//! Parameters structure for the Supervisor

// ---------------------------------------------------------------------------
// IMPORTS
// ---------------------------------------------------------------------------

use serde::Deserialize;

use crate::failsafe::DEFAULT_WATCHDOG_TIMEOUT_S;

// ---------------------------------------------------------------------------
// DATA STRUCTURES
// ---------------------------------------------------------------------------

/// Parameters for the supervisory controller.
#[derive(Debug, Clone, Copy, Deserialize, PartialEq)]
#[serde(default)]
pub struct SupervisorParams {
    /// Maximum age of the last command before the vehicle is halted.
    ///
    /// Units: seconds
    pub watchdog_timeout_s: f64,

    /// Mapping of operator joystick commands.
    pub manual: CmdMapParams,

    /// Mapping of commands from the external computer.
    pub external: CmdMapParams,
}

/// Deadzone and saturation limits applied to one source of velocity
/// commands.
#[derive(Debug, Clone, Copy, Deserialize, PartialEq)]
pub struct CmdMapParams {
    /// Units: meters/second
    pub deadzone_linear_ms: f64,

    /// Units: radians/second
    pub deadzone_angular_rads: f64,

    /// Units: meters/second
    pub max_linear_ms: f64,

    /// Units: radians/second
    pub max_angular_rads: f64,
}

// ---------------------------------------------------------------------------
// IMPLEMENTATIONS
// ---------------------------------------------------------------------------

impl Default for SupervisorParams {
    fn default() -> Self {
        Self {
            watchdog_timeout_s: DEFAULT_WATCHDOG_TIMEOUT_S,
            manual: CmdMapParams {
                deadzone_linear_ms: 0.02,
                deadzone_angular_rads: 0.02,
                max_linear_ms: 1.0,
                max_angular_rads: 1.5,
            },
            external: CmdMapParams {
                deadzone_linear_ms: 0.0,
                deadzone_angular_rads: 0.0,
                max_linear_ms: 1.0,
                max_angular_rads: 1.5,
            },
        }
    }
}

▶ **EXERCISE GOAL**: Find each line in the records holding the string "Mapping" and show it.

▶ **OUTPUT BELOW**:
    /// Mapping of operator joystick commands.
    /// Mapping of commands from the external computer.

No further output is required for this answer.